Selon le rapport sur la dotation en personnel de Nursing Solutions de cette année, les infirmières se lèvent à un « rythme alarmant » en raison de la proportion croissante de patients et de leur propre fatigue et épuisement. Selon le rapport, l’hôpital moyen a renouvelé 100,5 % de sa main-d’œuvre au cours des cinq dernières années, et le taux de roulement annuel a maintenant atteint 25,9 %, dépassant toutes les enquêtes précédentes.

Selon Aya Healthcare, il y a maintenant plus de 203 000 postes d’infirmières autorisées ouvertes à travers le pays, soit plus du double du nombre juste avant que la pandémie ne frappe en janvier 2020.

Une solution évidente à court terme serait de continuer à utiliser des infirmières mobiles. Pourtant, même avec des salaires en baisse, le coût de leur embauche est pénible.

LaNelle Weems, directrice exécutive du Center for Quality and the Workforce de la Mississippi Hospital Association, a déclaré que les hôpitaux ne peuvent pas continuer à dépenser comme ils l’ont fait au plus fort de la pandémie.

« Les hôpitaux ne peuvent pas se permettre de payer ces coûts de main-d’œuvre exorbitants », a déclaré Weems. « Une nuance que je veux m’assurer que vous comprenez est que ce qu’une agence de voyage facture aux hôpitaux n’est pas ce que l’infirmière est payée. »

En fin de compte, ce sont les patients qui souffriront de la pénurie d’infirmières, qu’elles fassent partie du personnel ou d’intérimaires.

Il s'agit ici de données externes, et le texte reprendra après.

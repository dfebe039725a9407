//! Delay lines.
//!
//! A [`Delay`] writes its input into a circular [`DelayBuffer`] and reads it
//! back `time` seconds later. The buffer is held through a [`Shared`] handle
//! so that several delays can read one line (chorus voices): only the owner
//! writes, every other delay reading it only reads.
//!
//! Feedback is a back edge of the graph. The delay never pulls its feedback
//! source; it reads the source's previous block from a [`BlockTap`] and mixes
//! it in at the current write position, so the feedback path adds exactly one
//! block of latency.
//!
//! [`PannedDelay`] adds a stereo panner after the delay, optionally with a
//! high-shelf damping filter in between ([`HighShelfPannedDelay`]).

use core::f64::consts::{FRAC_PI_2, PI};
use core::marker::PhantomData;
use std::rc::Rc;

use crate::biquad::{BiquadFilter, FixedHighShelf};
use crate::math;
use crate::param::{FloatParam, ToggleParam, constant_or_rendered, is_on};
use crate::producer::{
    BlockTap, Buffer, ProducerState, Rendering, Round, Shared, SignalProducer, Silence, produce,
    rendered, shared,
};
use crate::{Frequency, Number, Sample, Seconds};

/// Lowest delay gain.
pub const GAIN_MIN: Number = 0.0;
/// Highest delay gain.
pub const GAIN_MAX: Number = 1.0;
/// Default delay gain.
pub const GAIN_DEFAULT: Number = 0.5;

/// Shortest delay time.
pub const TIME_MIN: Seconds = 0.0;
/// Longest delay time.
pub const TIME_MAX: Seconds = 3.0;
/// Default delay time.
pub const TIME_DEFAULT: Seconds = 0.5;

/// Room for tempo-synced times: a beat may last up to this many seconds per
/// unit of `time`.
const OVERSIZE: usize = 2;

const ONE_MINUTE: Seconds = 60.0;

/// Tempo floor of tempo-synced delays.
pub const BPM_MIN: Number = ONE_MINUTE / OVERSIZE as Number;

const TIME_MAX_EPSILON: Seconds = 0.000001;

/// Circular multi-channel sample store of one delay line, plus the write
/// positions and silence bookkeeping of its single writer.
#[derive(Debug)]
pub struct DelayBuffer {
    channels: Vec<Vec<Sample>>,
    block_size: usize,
    write_index_input: usize,
    write_index_feedback: usize,
    clear_index: usize,
    block_start: usize,
    silent_input_samples: usize,
    silent_feedback_samples: usize,
    is_starting: bool,
    round: Option<Round>,
}

impl DelayBuffer {
    /// Empty line with `channels` channels; sized by [`resize`](Self::resize).
    pub fn new(channels: usize) -> Self {
        Self {
            channels: vec![Vec::new(); channels],
            block_size: 0,
            write_index_input: 0,
            write_index_feedback: 0,
            clear_index: 0,
            block_start: 0,
            silent_input_samples: 0,
            silent_feedback_samples: 0,
            is_starting: true,
            round: None,
        }
    }

    /// Samples per channel.
    pub fn len(&self) -> usize {
        self.channels.first().map_or(0, Vec::len)
    }

    /// Whether nothing was allocated yet.
    pub fn is_empty(&self) -> bool {
        self.len() == 0
    }

    /// Number of channels.
    pub fn channels(&self) -> usize {
        self.channels.len()
    }

    /// Samples of `channel`.
    pub fn channel(&self, channel: usize) -> &[Sample] {
        &self.channels[channel]
    }

    /// Position where the block of the current round was written.
    pub fn block_start(&self) -> usize {
        self.block_start
    }

    /// Size the line for delays up to `time_max` seconds plus tempo-sync
    /// headroom. Reallocates and clears only when the size changes.
    pub fn resize(&mut self, block_size: usize, sample_rate: Frequency, time_max: Seconds) {
        let max_delay = libm::ceil((time_max + TIME_MAX_EPSILON) * sample_rate) as usize;
        let size = block_size * 2 + max_delay.max(block_size) * OVERSIZE;

        self.block_size = block_size;

        if size == self.len() {
            return;
        }

        #[cfg(feature = "tracing")]
        tracing::debug!(size, channels = self.channels.len(), "delay buffer reallocated");

        for channel in &mut self.channels {
            *channel = vec![0.0; size];
        }

        self.reset();
    }

    /// Clear the line and rewind every position.
    pub fn reset(&mut self) {
        let size = self.len();

        for channel in &mut self.channels {
            channel.fill(0.0);
        }

        self.write_index_input = 0;
        self.write_index_feedback = 0;
        self.clear_index = self.block_size % size.max(1);
        self.block_start = 0;
        self.silent_input_samples = size;
        self.silent_feedback_samples = size;
        self.is_starting = true;
        self.round = None;
    }

    /// Whether the whole line holds silence.
    pub fn is_silent(&self) -> bool {
        let size = self.len();

        self.silent_input_samples >= size && self.silent_feedback_samples >= size
    }

    /// Write the block of `round`: clear one block ahead, add the previous
    /// block of `feedback`, then add `input`. Only the first call of a round
    /// writes.
    pub fn write(
        &mut self,
        round: Round,
        input: &Buffer,
        input_is_silent: bool,
        feedback: Option<&Shared<BlockTap>>,
        sample_count: usize,
    ) {
        if self.round == Some(round) || self.is_empty() {
            return;
        }

        self.round = Some(round);
        self.block_start = self.write_index_input;
        self.clear_index = self.clear(self.clear_index, sample_count);

        if let Some(feedback) = feedback {
            self.mix_feedback(feedback, sample_count);
        }

        if input_is_silent {
            self.write_index_input = self.advance(self.write_index_input, sample_count);
            self.silent_input_samples = (self.silent_input_samples + sample_count).min(self.len());
        } else {
            self.silent_input_samples = 0;
            self.write_index_input = self.add(input, self.write_index_input, sample_count);
        }
    }

    fn mix_feedback(&mut self, feedback: &Shared<BlockTap>, sample_count: usize) {
        if self.is_starting {
            self.is_starting = false;
            self.skip_feedback(sample_count);
            return;
        }

        let Ok(tap) = feedback.try_borrow() else {
            self.skip_feedback(sample_count);
            return;
        };
        let (block, feedback_sample_count) = tap.block();

        if feedback_sample_count == 0 || block.is_silent(feedback_sample_count) {
            self.skip_feedback(feedback_sample_count);
            return;
        }

        self.silent_feedback_samples = 0;
        self.write_index_feedback = self.add(block, self.write_index_feedback, feedback_sample_count);
    }

    fn skip_feedback(&mut self, sample_count: usize) {
        self.write_index_feedback = self.advance(self.write_index_feedback, sample_count);
        self.silent_feedback_samples = (self.silent_feedback_samples + sample_count).min(self.len());
    }

    fn advance(&self, index: usize, increment: usize) -> usize {
        (index + increment) % self.len()
    }

    fn clear(&mut self, start: usize, sample_count: usize) -> usize {
        let size = self.len();

        for channel in &mut self.channels {
            let mut index = start;

            for _ in 0..sample_count {
                channel[index] = 0.0;
                index += 1;

                if index == size {
                    index = 0;
                }
            }
        }

        self.advance(start, sample_count)
    }

    fn add(&mut self, source: &Buffer, start: usize, sample_count: usize) -> usize {
        let size = self.len();

        for (c, channel) in self.channels.iter_mut().enumerate().take(source.channels()) {
            let mut index = start;

            for sample in &source.channel(c)[..sample_count] {
                channel[index] += sample;
                index += 1;

                if index == size {
                    index = 0;
                }
            }
        }

        self.advance(start, sample_count)
    }
}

« Chaque patient ajouté à la charge de travail d’une infirmière hospitalière est associé à une augmentation de 7% à 12% de la mortalité hospitalière », a déclaré Linda Aiken, directrice fondatrice du Center for Health Outcomes and Policy Research de l’Université de Pennsylvanie.

Des infirmières de tout le pays ont déclaré à NBC News qu’elles avaient choisi la profession parce qu’elles se souciaient de la sécurité des patients et voulaient être au chevet du patient en première ligne des soins.

« Les gens disent que c’est de l’épuisement professionnel, mais ce n’est pas le cas », a déclaré Esmond à propos des raisons pour lesquelles les infirmières démissionnent. « C’est le dommage moral de voir des patients qui ne sont pas soignés au quotidien. Tu n’en peux plus. »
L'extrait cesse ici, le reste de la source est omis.